Terraform for VMware: Key Takeaways and Lessons from Managing Hundreds of VMs
Date: 2025-02-16
Managing a large number of virtual machines can be challenging. As our infrastructure grew, we needed a better way to handle the complexity. That’s when we turned to Terraform to help us manage our VMware environment more efficiently. I’m going to cover the use cases for IaC and share:
- The technology stack used and the evolution of the infrastructure management practices.
- Lessons learned from using Terraform to manage hundreds of VMs in VMware landscape.
The goal is to provide practical insights and tips for anyone looking to improve their VM management with Terraform for VMware.
IaC
IaC: use cases
I’m going to cover some very basic scenarios of VMs lifecycle:
- Create VM templates
- Create VMs
- Configure VMs
IaC tech stack

There are many technologies available for different levels of infrastructure management. As DevOps engineers, we had to make specific choices. In our case:
- Create VM templates: Ansible + Packer
- Create VMs: Terraform
- Configure VMs: Ansible
Let us take a look at specific parts and the whole solution.
Packer. How does it work?

- There is a git repository containing:
- Packer configuration
- Anaconda configuration
- Ansible playbooks and collections
- There is a Jenkins job that weekly runs the Packer build.
Behind the Packer build command:
- Create an empty VM:
- Mount ISO
- Share kickstart file
- Type boot command to use the kickstart file
- Anaconda (Rocky installer) is started:
- Disk layout is configured
- User for Ansible is created
- Network is configured
- SSH is configured
- VM is booted and reachable
- Run Ansible playbook
- Export the VM template to a content library
Terraform. How does it work?
Terraform is a stateful application with some important concepts:
- Provider API Connection: Terraform connects to provider APIs and manages state above it.
- State Management: Terraform tracks resources and ensures:
- Idempotence: Only updates resources that have changed.
- Dependency Management: Handles dependencies correctly.
Ansible. How does it work?

Ansible automates the configuration of VMs through the following steps:
- Inventory: identifies the target hosts from the inventory file.

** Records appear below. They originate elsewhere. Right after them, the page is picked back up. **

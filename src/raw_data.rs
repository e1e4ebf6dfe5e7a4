//! # Raw input data (RawTable)
//!
//! Loaders for the partial mortality data the generation pipeline consumes:
//! DataFrames, XLSX/ODS workbooks, remote workbooks, and parametric sample
//! data. A [`RawTable`] is deliberately loose — arbitrary column labels,
//! blank cells kept as nulls — because matching labels to canonical fields
//! and validating values is the normalizer's job, not the loader's.

pub mod spreadsheet_helpers;

use crate::error::LifeTableError;
use crate::raw_data::spreadsheet_helpers::*;
use crate::LifeTableResult;
use bon::bon;
use calamine::{open_workbook_auto, Data, Range, Reader, Xlsx};
use polars::prelude::*;
use spreadsheet_ods::read_ods;
use std::io::Cursor;

/// Shape of generated sample data, mirroring the common layouts of
/// published tables: rates only, rates plus survivor counts, or all three
/// base columns.
#[derive(Debug, Clone, Copy, PartialEq, Eq)]
pub enum SampleShape {
    /// `age` and `qx` only - the simplest input.
    RatesOnly,

    /// `age`, `qx` and `lx` - the standard format.
    WithSurvivors,

    /// `age`, `qx`, `lx` and `dx` - fully populated.
    Complete,
}

/// Partial mortality data awaiting table generation.
///
/// Column labels are kept as loaded; the generation pipeline matches them
/// against the accepted synonyms per canonical field (see
/// [`crate::table_gen::normalize`]). Blank or missing cells are nulls, not
/// zeros.
#[derive(Debug, Clone)]
pub struct RawTable {
    /// Where the data came from, carried through to the generated table.
    pub source: String,
    pub dataframe: DataFrame,
}

#[bon]
impl RawTable {
    /// Create a new RawTable from a source description and a DataFrame.
    ///
    /// The DataFrame may have any column labels and any mix of present and
    /// null cells; it only has to contain at least one row and one column.
    ///
    /// # Errors
    /// - Empty DataFrame (no rows or no columns)
    pub fn new(source: String, dataframe: DataFrame) -> LifeTableResult<Self> {
        if dataframe.height() == 0 {
            return Err("Input data must contain at least one row".into());
        }
        if dataframe.width() == 0 {
            return Err("Input data must contain at least one column".into());
        }

        Ok(Self { source, dataframe })
    }

    /// Create a RawTable from an existing Polars DataFrame.
    ///
    /// # Examples
    /// ```rust
    /// # use lifetable::prelude::*;
    /// use polars::prelude::*;
    ///
    /// let df = df! {
    ///     "age" => [0u32, 1, 2],
    ///     "qx" => [0.01f64, 0.012, 0.015],
    /// }?;
    ///
    /// let raw = RawTable::from_df(df)?;
    /// assert_eq!(raw.dataframe.height(), 3);
    /// # LifeTableResult::Ok(())
    /// ```
    pub fn from_df(dataframe: DataFrame) -> LifeTableResult<Self> {
        Self::new("DataFrame input".to_string(), dataframe)
    }

    /// Load raw mortality data from an XLSX/XLS workbook sheet.
    ///
    /// Headers are taken from the first row (trimmed, case preserved);
    /// data rows are read until the first fully empty row. Blank cells
    /// stay absent.
    ///
    /// # Errors
    /// - File not found or not readable
    /// - Sheet not found or empty
    /// - Non-numeric text in a data cell
    ///
    /// # Examples
    /// ```rust, ignore
    /// # use lifetable::prelude::*;
    /// let raw = RawTable::from_xlsx("data/elt15.xlsx", "female")?;
    /// # LifeTableResult::Ok(())
    /// ```
    pub fn from_xlsx(xlsx_file_path_str: &str, sheet_name: &str) -> LifeTableResult<Self> {
        // Open workbook
        let mut workbook = open_workbook_auto(xlsx_file_path_str)
            .map_err(|e| format!("Failed to open XLSX file '{xlsx_file_path_str}': {e}"))?;

        // Identify range
        let range = workbook
            .worksheet_range(sheet_name)
            .map_err(|e| format!("Failed to read sheet '{sheet_name}': {e}"))?;

        let dataframe = df_from_workbook_range(&range, sheet_name)?;
        Self::new(
            format!("XLSX file '{xlsx_file_path_str}', sheet '{sheet_name}'"),
            dataframe,
        )
    }

    /// Load raw mortality data from an ODS workbook sheet.
    ///
    /// Same header and blank-cell conventions as [`RawTable::from_xlsx`].
    ///
    /// # Errors
    /// - File not found or invalid ODS format
    /// - Sheet not found or empty
    /// - Non-numeric text in a data cell
    pub fn from_ods(ods_file_path_str: &str, sheet_name: &str) -> LifeTableResult<Self> {
        // Open ODS workbook
        let workbook = read_ods(ods_file_path_str)
            .map_err(|e| format!("Failed to open ODS file '{ods_file_path_str}': {e}"))?;

        // Find the sheet by name - iterate through sheets to find by name
        let mut sheet = None;
        for i in 0..workbook.num_sheets() {
            let current_sheet = workbook.sheet(i);
            if current_sheet.name() == sheet_name {
                sheet = Some(current_sheet);
                break;
            }
        }

        let sheet = sheet.ok_or_else(|| format!("Sheet '{sheet_name}' not found in ODS file"))?;

        // Check if sheet is empty
        let (max_row, _) = sheet.used_grid_size();
        if max_row < 1 {
            return Err(format!("Sheet '{sheet_name}' is empty").into());
        }

        // Parse headers, then extract all the data
        let headers = parse_ods_headers(sheet, 0)?;
        let data_cols = parse_ods_data(sheet, 1, headers.len())?;

        let dataframe = df_from_columns(&headers, &data_cols, sheet_name)?;
        Self::new(
            format!("ODS file '{ods_file_path_str}', sheet '{sheet_name}'"),
            dataframe,
        )
    }

    /// Download an XLSX workbook and load raw mortality data from one of
    /// its sheets.
    ///
    /// Requires an internet connection; the URL must return a valid XLSX
    /// body.
    ///
    /// # Errors
    /// - Network connectivity issues
    /// - HTTP request failures (4xx, 5xx status codes)
    /// - Invalid workbook body, missing sheet, or non-numeric data cells
    ///
    /// # Examples
    /// ```rust, ignore
    /// # use lifetable::prelude::*;
    /// let url = "https://example.org/tables/national_life_table.xlsx";
    /// let raw = RawTable::from_url(url, "Sheet1")?;
    /// # LifeTableResult::Ok(())
    /// ```
    pub fn from_url(url: &str, sheet_name: &str) -> LifeTableResult<Self> {
        // Fetch the workbook body from the URL
        let response = reqwest::blocking::get(url)
            .map_err(|e| format!("Failed to fetch workbook from '{url}': {e}"))?;

        if !response.status().is_success() {
            return Err(format!("Failed to fetch workbook from '{url}': HTTP {}", response.status()).into());
        }

        let body = response
            .bytes()
            .map_err(|e| format!("Failed to read workbook body from '{url}': {e}"))?;

        // Parse the in-memory workbook with calamine
        let mut workbook = Xlsx::new(Cursor::new(body.to_vec()))
            .map_err(|e| format!("Invalid XLSX body from '{url}': {e}"))?;

        let range = workbook
            .worksheet_range(sheet_name)
            .map_err(|e| format!("Failed to read sheet '{sheet_name}': {e}"))?;

        let dataframe = df_from_workbook_range(&range, sheet_name)?;
        Self::new(format!("URL '{url}', sheet '{sheet_name}'"), dataframe)
    }

    /// Generate sample mortality data from a quadratic rate curve.
    ///
    /// The mortality rate grows quadratically with age:
    /// ```text
    /// qₓ = min(0.95, 0.007 + (x/100)² · 0.1)
    /// ```
    /// Useful for demos and tests when no published table is at hand. The
    /// `shape` parameter controls which base columns are emitted; shapes
    /// with survivor counts truncate them to whole lives, as a published
    /// table would.
    ///
    /// # Parameters
    /// - `start_age`: first age of the table (default: 0).
    /// - `omega`: last age of the table (default: 100).
    /// - `radix`: survivor count at the first age (default: 100,000).
    /// - `shape`: which columns to emit (default: `RatesOnly`).
    ///
    /// # Errors
    /// - `omega` must not be below `start_age`; `radix` must be positive.
    ///
    /// # Examples
    /// ```rust
    /// # use lifetable::prelude::*;
    /// let raw = RawTable::from_quadratic_law()
    ///     .start_age(0)
    ///     .omega(100)
    ///     .shape(SampleShape::WithSurvivors)
    ///     .call()?;
    /// assert_eq!(raw.dataframe.height(), 101);
    /// # LifeTableResult::Ok(())
    /// ```
    #[builder]
    pub fn from_quadratic_law(
        #[builder(default = 0)] start_age: u32,
        #[builder(default = 100)] omega: u32, // end_age
        #[builder(default = 100_000)] radix: u32,
        #[builder(default = SampleShape::RatesOnly)] shape: SampleShape,
    ) -> LifeTableResult<Self> {
        // Quadratic rate curve:
        // qₓ = min(0.95, 0.007 + (x/100)² · 0.1)

        // Validate
        if omega < start_age {
            return Err("omega must not be below start_age".into());
        }
        if radix == 0 {
            return Err("radix must be positive".into());
        }

        let ages: Vec<u32> = (start_age..=omega).collect();
        let qx: Vec<f64> = ages
            .iter()
            .map(|&x| f64::min(0.95, 0.007 + (x as f64 / 100.0).powi(2) * 0.1))
            .collect();

        let source = "Quadratic-law sample data".to_string();

        if shape == SampleShape::RatesOnly {
            let data = df! {
                "age" => &ages,
                "qx" => &qx,
            }?;
            return Self::new(source, data);
        }

        // Survivor counts truncated to whole lives; at the final age the
        // remaining cohort dies.
        let n = ages.len();
        let mut lx: Vec<f64> = vec![f64::from(radix)];
        let mut dx: Vec<f64> = Vec::with_capacity(n);
        for i in 0..n {
            if i > 0 {
                let next = (lx[i - 1] - dx[i - 1]).max(0.0);
                lx.push(next);
            }
            let deaths = if i < n - 1 {
                (lx[i] * qx[i]).floor()
            } else {
                lx[i]
            };
            dx.push(deaths);
        }

        let data = match shape {
            SampleShape::WithSurvivors => df! {
                "age" => &ages,
                "qx" => &qx,
                "lx" => &lx,
            }?,
            _ => df! {
                "age" => &ages,
                "qx" => &qx,
                "lx" => &lx,
                "dx" => &dx,
            }?,
        };

        Self::new(source, data)
    }
}

// ================================================
// PRIVATE FUNCTIONS
// ================================================

/// Build a DataFrame from a calamine worksheet range: header row first,
/// then data rows until the first fully empty row.
fn df_from_workbook_range(range: &Range<Data>, sheet_name: &str) -> LifeTableResult<DataFrame> {
    // Check if range is empty
    if range.is_empty() {
        return Err(format!("Sheet '{sheet_name}' is empty").into());
    }

    // Extract headers, then extract all the data
    let headers = parse_excel_headers(range, 0)?;
    let data_cols = parse_excel_data(range, 1, headers.len())?;

    df_from_columns(&headers, &data_cols, sheet_name)
}

/// Assemble named Option<f64> columns into a DataFrame, keeping nulls.
fn df_from_columns(
    headers: &[String],
    data_cols: &[Vec<Option<f64>>],
    sheet_name: &str,
) -> LifeTableResult<DataFrame> {
    // Validate that we have data
    if data_cols.is_empty() || data_cols[0].is_empty() {
        return Err(format!("No data rows found in sheet '{sheet_name}'").into());
    }

    let mut columns = Vec::new();
    for (col_name, data_col) in headers.iter().zip(data_cols.iter()) {
        // Build Series as nullable f64
        let series = Series::new(col_name.into(), data_col.clone());
        columns.push(series.into_column());
    }

    DataFrame::new(columns).map_err(LifeTableError::from)
}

- Playbook: reads and parses the playbook to determine the tasks to be executed.
- Generate: generates the necessary executable code based on the playbook.

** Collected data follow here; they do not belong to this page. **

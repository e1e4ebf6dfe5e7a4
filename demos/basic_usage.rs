//! # Lifetable Basic Usage Example
//!
//! Demonstrates the full workflow: build sample data, generate a complete
//! life table, look up values, print summary statistics and save the
//! result as an ODS workbook.
//!
//! Run with `RUST_LOG=warn` (or `debug`) to see the library's diagnostics.

use lifetable::prelude::*;

fn main() -> LifeTableResult<()> {
    env_logger::init();

    println!("Lifetable Basic Usage Example");
    println!("=============================");
    println!();

    // Generate sample mortality data: rates only, ages 0-100
    println!("Building quadratic-law sample data (rates only)...");
    let raw = RawTable::from_quadratic_law()
        .omega(100)
        .shape(SampleShape::RatesOnly)
        .call()?;
    println!("Raw input: {} rows, columns {:?}", raw.dataframe.height(), raw.dataframe.get_column_names());

    // Configure and run the generation pipeline
    println!("\nGenerating the complete life table (radix 100,000)...");
    let table = LifeTableConfig::builder()
        .data(raw)
        .radix(100_000)
        .build()?
        .generate()?;

    println!("\nFirst rows of the completed table:");
    println!("{}", table.dataframe.head(Some(10)));

    // Per-age lookups via the builder accessors
    println!("\n=== Lookups ===");
    let l65 = table.lx().x(65).call()?;
    let q65 = table.qx().x(65).call()?;
    let e65 = table.ex().x(65).call()?;
    println!("Survivors to 65 (l₆₅): {l65:.0}");
    println!("Mortality rate at 65 (q₆₅): {q65:.6}");
    println!("Life expectancy at 65 (e₆₅): {e65:.2} years");

    // Headline statistics
    println!("\n=== Summary ===");
    let summary = table.summary()?;
    println!("Ages covered: {}-{}", summary.min_age, summary.max_age);
    println!("Mean mortality rate: {:.6}", summary.mean_qx);
    println!(
        "Highest mortality rate: {:.6} (age {})",
        summary.max_qx, summary.max_qx_age
    );
    println!("Life expectancy at age {}: {:.2} years", summary.min_age, summary.ex_at_min_age);
    println!("Median life expectancy: {:.2} years", summary.median_ex);

    // Persist as a spreadsheet
    let output = std::env::temp_dir().join("mortality_table.ods");
    let output = output.to_str().expect("temp path is valid UTF-8");
    table.write_ods(output)?;
    println!("\nSaved completed table to {output}");

    println!("\n✓ Table generated, queried, summarized and saved!");
    Ok(())
}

- Copy: securely copies the generated code to the target hosts.
- Execute: executes the copied Python code on the target hosts to apply the configurations.
Glue it together

Everything is stored in git. There are some linked processes:
- Packer: Create a VM template via Packer, apply base configuration via Ansible, and save it to the VMware content library.
- Terraform: Create a new VM from the VM template in the content library and assign tags.

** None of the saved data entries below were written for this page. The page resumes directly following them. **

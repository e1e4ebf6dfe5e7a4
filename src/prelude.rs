//! # Lifetable Prelude
//!
//! Conveniently re-exports the most common types for life-table
//! generation. Import this module to access all primary features with a
//! single `use` statement.
//!
//! ## Example
//!
//! ```rust
//! # use lifetable::prelude::*;
//! use polars::prelude::*;
//! let df = df! {
//!     "age" => [30u32, 31],
//!     "qx" => [0.001, 0.002],
//! }?;
//! let table = LifeTableConfig::builder()
//!     .data(RawTable::from_df(df)?)
//!     .radix(100_000)
//!     .build()?
//!     .generate()?;
//! println!("e₃₀: {:.4}", table.ex().x(30).call()?);
//! # LifeTableResult::Ok(())
//! ```

// Package Result and error types
pub use crate::error::LifeTableError;
pub use crate::LifeTableResult;

// Raw input data and sample generators
pub use crate::raw_data::{RawTable, SampleShape};
pub use crate::rawdf;

// Generation pipeline configuration
pub use crate::table_gen::LifeTableConfig;

// Generated table and its summary statistics
pub use crate::life_table::{LifeTable, TableSummary};

// Most commonly used Polars types for working with mortality tables
pub use polars::prelude::{DataFrame, LazyFrame, PolarsError, PolarsResult, Series};
//! # Lifetable
//!
//! A Rust library for generating complete actuarial life (mortality) tables from partial input data.
//!
//! ## Features
//! - **Gap Filling**: Given any workable mix of survivors (`lx`), mortality rates (`qx`) and
//!   deaths (`dx`) per age, missing cells are filled from the recurrences that bind them
//! - **Derived Functions**: Survival probability (`px`), person-years lived (`Lx`), total future
//!   person-years (`Tx`) and life expectancy (`ex`) computed for every row
//! - **Flexible Headers**: Input columns are matched by synonym lists, case-insensitive and
//!   whitespace-trimmed (`age`/`x`/`yaş`, `q(x)`/`mortality_rate`, ...)
//! - **Flexible Data**: Load from DataFrames, XLSX/ODS workbooks, remote workbooks, or generated
//!   sample data; write completed tables back to ODS
//! - **Builder Pattern**: Configuration and per-age accessors use builders with validated defaults
//!
//! ## Quick Start
//!
//! ```rust
//! use lifetable::prelude::*;
//! use polars::prelude::*;
//!
//! // Partial data: rates only, survivors and deaths left to the engine
//! let df = df! {
//!     "age" => [0u32, 1, 2, 3],
//!     "qx" => [0.010f64, 0.012, 0.015, 1.0],
//! }?;
//!
//! let table = LifeTableConfig::builder()
//!     .data(RawTable::from_df(df)?)
//!     .radix(100_000)
//!     .build()?
//!     .generate()?;
//!
//! let survivors = table.lx().x(1).call()?;
//! let expectancy = table.ex().x(0).call()?;
//!
//! println!("l₁: {survivors:.0}");
//! println!("e₀: {expectancy:.4}");
//! # LifeTableResult::Ok(())
//! ```
//!
//! ## Pipeline
//!
//! Generation is one pass of three stages over caller-owned data:
//! normalize (label matching), complete (two forward recurrence passes),
//! derive (`px`/`Lx`/`Tx`/`ex` plus zero-fill of underivable cells). The
//! engine keeps no state between invocations.
//!
//! ## Notes
//! - `age` and `qx` columns are mandatory; `lx` and `dx` are optional
//! - Blank and NaN cells mean *absent*, never zero
//! - Cells underivable after completion resolve to `0` in the output (a
//!   warning is logged naming how many per column)

pub type LifeTableResult<T> = Result<T, error::LifeTableError>;
pub mod error;
pub mod life_table;
pub mod macros;
pub mod prelude;
pub mod raw_data;
pub mod table_gen;
#![allow(non_snake_case)]

//! # Generated life table (LifeTable)
//!
//! The completed result of table generation: every row carries the base
//! quantities (`lx`, `qx`, `dx`) and the derived functions (`px`, `Lx`,
//! `Tx`, `ex`) as finite numbers, sorted ascending by age. Accessors look
//! values up per age with the builder pattern; [`LifeTable::summary`]
//! condenses the table into headline statistics and
//! [`LifeTable::write_ods`] persists it as a spreadsheet.

use crate::error::LifeTableError;
use crate::LifeTableResult;
use bon::bon;
use polars::prelude::*;
use spreadsheet_ods::{Sheet, WorkBook};

/// Output column order of a generated table.
const OUTPUT_COLUMNS: &[&str] = &["age", "lx", "qx", "dx", "px", "Lx", "Tx", "ex"];

/// Columns holding counts of lives or person-years; rounded to whole
/// numbers on export.
const COUNT_COLUMNS: &[&str] = &["lx", "dx", "Lx", "Tx"];

/// A complete mortality table produced by
/// [`crate::table_gen::LifeTableConfig::generate`].
#[derive(Debug, Clone, PartialEq)]
pub struct LifeTable {
    /// Where the underlying raw data came from.
    pub source: String,

    /// Columns `age, lx, qx, dx, px, Lx, Tx, ex`, ascending by age.
    pub dataframe: DataFrame,
}

/// Headline statistics of a generated table.
#[derive(Debug, Clone, PartialEq)]
pub struct TableSummary {
    pub rows: usize,
    pub min_age: u32,
    pub max_age: u32,
    pub mean_qx: f64,
    pub max_qx: f64,
    /// Age at which the highest mortality rate occurs.
    pub max_qx_age: u32,
    /// Lowest non-zero mortality rate, if any rate is positive.
    pub min_positive_qx: Option<f64>,
    /// Life expectancy at the table's first age.
    pub ex_at_min_age: f64,
    pub median_ex: f64,
}

#[bon]
impl LifeTable {
    pub(crate) fn new(source: String, dataframe: DataFrame) -> Self {
        Self { source, dataframe }
    }

    pub fn min_age(&self) -> LifeTableResult<u32> {
        // Get the minimum age from the dataframe
        let age_column = self.dataframe.column("age")?;
        let age_series = age_column.u32()?;
        age_series
            .iter()
            .flatten()
            .min()
            .ok_or_else(|| LifeTableError::Load("No age data available".to_string()))
    }

    pub fn max_age(&self) -> LifeTableResult<u32> {
        // Get the maximum age from the dataframe
        let age_column = self.dataframe.column("age")?;
        let age_series = age_column.u32()?;
        age_series
            .iter()
            .flatten()
            .max()
            .ok_or_else(|| LifeTableError::Load("No age data available".to_string()))
    }

    // Alias for max_age
    pub fn omega(&self) -> LifeTableResult<u32> {
        self.max_age()
    }

    /// Survivors to age x.
    #[builder]
    pub fn lx(&self, x: u32) -> LifeTableResult<f64> {
        self.get_value("lx", x)
    }

    /// Mortality rate between ages x and x+1.
    #[builder]
    pub fn qx(&self, x: u32) -> LifeTableResult<f64> {
        self.get_value("qx", x)
    }

    /// Deaths between ages x and x+1.
    #[builder]
    pub fn dx(&self, x: u32) -> LifeTableResult<f64> {
        self.get_value("dx", x)
    }

    /// Survival probability between ages x and x+1.
    #[builder]
    pub fn px(&self, x: u32) -> LifeTableResult<f64> {
        self.get_value("px", x)
    }

    /// Person-years lived between ages x and x+1.
    #[builder(builder_type = LifeTableBigLxBuilder)]
    pub fn Lx(&self, x: u32) -> LifeTableResult<f64> {
        self.get_value("Lx", x)
    }

    /// Total person-years lived from age x onward.
    #[builder]
    pub fn Tx(&self, x: u32) -> LifeTableResult<f64> {
        self.get_value("Tx", x)
    }

    /// Life expectancy at age x.
    #[builder]
    pub fn ex(&self, x: u32) -> LifeTableResult<f64> {
        self.get_value("ex", x)
    }

    /// Condense the table into headline statistics.
    pub fn summary(&self) -> LifeTableResult<TableSummary> {
        let ages: Vec<u32> = self
            .dataframe
            .column("age")?
            .u32()?
            .into_no_null_iter()
            .collect();
        let qx: Vec<f64> = self
            .dataframe
            .column("qx")?
            .f64()?
            .into_no_null_iter()
            .collect();
        let ex: Vec<f64> = self
            .dataframe
            .column("ex")?
            .f64()?
            .into_no_null_iter()
            .collect();

        let rows = self.dataframe.height();

        let mut max_qx = 0.0f64;
        let mut max_qx_age = ages[0];
        let mut min_positive_qx: Option<f64> = None;
        for (&age, &q) in ages.iter().zip(qx.iter()) {
            if q > max_qx {
                max_qx = q;
                max_qx_age = age;
            }
            if q > 0.0 && min_positive_qx.is_none_or(|m| q < m) {
                min_positive_qx = Some(q);
            }
        }

        // Median over the sorted expectancies; table rows are never empty
        let mut sorted_ex = ex.clone();
        sorted_ex.sort_by(|a, b| a.total_cmp(b));
        let median_ex = if rows % 2 == 1 {
            sorted_ex[rows / 2]
        } else {
            (sorted_ex[rows / 2 - 1] + sorted_ex[rows / 2]) / 2.0
        };

        Ok(TableSummary {
            rows,
            min_age: self.min_age()?,
            max_age: self.max_age()?,
            mean_qx: qx.iter().sum::<f64>() / rows as f64,
            max_qx,
            max_qx_age,
            min_positive_qx,
            ex_at_min_age: ex.first().copied().unwrap_or(0.0),
            median_ex,
        })
    }

    /// Write the table to an ODS workbook: the full table on a
    /// `mortality_table` sheet plus a `summary` sheet.
    ///
    /// Count columns (`lx`, `dx`, `Lx`, `Tx`) are rounded to whole
    /// numbers, rate columns (`qx`, `px`, `ex`) to six decimals, the usual
    /// presentation of published tables.
    ///
    /// # Errors
    /// - Path not writable or ODS serialization failure
    ///
    /// # Examples
    /// ```rust, ignore
    /// # use lifetable::prelude::*;
    /// # let table: LifeTable = unimplemented!();
    /// table.write_ods("mortality_table.ods")?;
    /// # LifeTableResult::Ok(())
    /// ```
    pub fn write_ods(&self, path: &str) -> LifeTableResult<()> {
        let mut book = WorkBook::new_empty();

        // Main sheet: header row, then one row per age
        let mut sheet = Sheet::new("mortality_table");
        for (col, name) in OUTPUT_COLUMNS.iter().enumerate() {
            sheet.set_value(0, col as u32, *name);
        }

        let ages = self.dataframe.column("age")?.u32()?;
        for row in 0..self.dataframe.height() {
            let age = ages
                .get(row)
                .ok_or_else(|| LifeTableError::Load(format!("missing age at row {row}")))?;
            sheet.set_value(row as u32 + 1, 0, f64::from(age));

            for (col, name) in OUTPUT_COLUMNS.iter().enumerate().skip(1) {
                let value = self
                    .dataframe
                    .column(name)?
                    .f64()?
                    .get(row)
                    .unwrap_or(0.0);
                let rounded = if COUNT_COLUMNS.contains(name) {
                    value.round()
                } else {
                    (value * 1e6).round() / 1e6
                };
                sheet.set_value(row as u32 + 1, col as u32, rounded);
            }
        }
        book.push_sheet(sheet);

        // Summary sheet: one statistic per row
        let summary = self.summary()?;
        let mut summary_sheet = Sheet::new("summary");
        let entries: Vec<(&str, f64)> = vec![
            ("total age groups", summary.rows as f64),
            ("minimum age", f64::from(summary.min_age)),
            ("maximum age", f64::from(summary.max_age)),
            ("mean mortality rate", summary.mean_qx),
            ("highest mortality rate", summary.max_qx),
            ("age of highest mortality rate", f64::from(summary.max_qx_age)),
            (
                "lowest mortality rate (>0)",
                summary.min_positive_qx.unwrap_or(0.0),
            ),
            ("life expectancy at first age", summary.ex_at_min_age),
            ("median life expectancy", summary.median_ex),
        ];
        summary_sheet.set_value(0, 0, "statistic");
        summary_sheet.set_value(0, 1, "value");
        for (row, (label, value)) in entries.iter().enumerate() {
            summary_sheet.set_value(row as u32 + 1, 0, *label);
            summary_sheet.set_value(row as u32 + 1, 1, *value);
        }
        book.push_sheet(summary_sheet);

        spreadsheet_ods::write_ods(&mut book, path)
            .map_err(|e| LifeTableError::Load(format!("Failed to write ODS file '{path}': {e}")))
    }

    // ================================================
    // PRIVATE FUNCTIONS
    // ================================================

    fn get_value(&self, column_name: &str, x: u32) -> LifeTableResult<f64> {
        // Filter the DataFrame for the specified age
        let filtered_df = self
            .dataframe
            .clone()
            .lazy()
            .filter(col("age").eq(lit(x)))
            .collect()?;

        // Get the value from the specified column
        let series = filtered_df.column(column_name)?;
        let values = series.f64()?;
        if values.is_empty() {
            return Err(LifeTableError::AgeNotFound(x));
        }
        values.get(0).ok_or(LifeTableError::AgeNotFound(x))
    }
}
/// Macro to create a RawTable from inline columns.
/// Usage:
/// ```rust
/// # use lifetable::prelude::*;
/// let raw = rawdf! {
///     "age" => [0_u32, 1, 2],
///     "qx" => [0.010_f64, 0.012, 0.015],
/// };
/// # LifeTableResult::Ok(())
/// ```
#[macro_export]
macro_rules! rawdf {
    ($($name:expr => $val:expr),+ $(,)?) => {{
        use $crate::raw_data::RawTable;
        use polars::prelude::df;
        let df_result = df! { $($name => $val),+ };
        match df_result {
            Ok(df) => RawTable::from_df(df),
            Err(e) => Err(e.into()),
        }
    }};
}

- Ansible: Split VMs into groups according to the VMware tags and customize the VMs.
History
The beginning of the story is described in the Ansible: CoreOS to CentOS, 18 months long journey. In short, it describes the migration from a custom configuration management solution to Ansible + Packer for managing the environment. As part of that journey, I created the vmware_content_deploy_ovf_template Ansible module as part of the VMware collection.
But we had the problem of having multiple sources of truth about VM configurations: VMware and the git repository. The goal was to have only one source of truth to make IaC consistent.
Terraform for VMware
I’m going to share some chronological lessons learned from implementing Terraform.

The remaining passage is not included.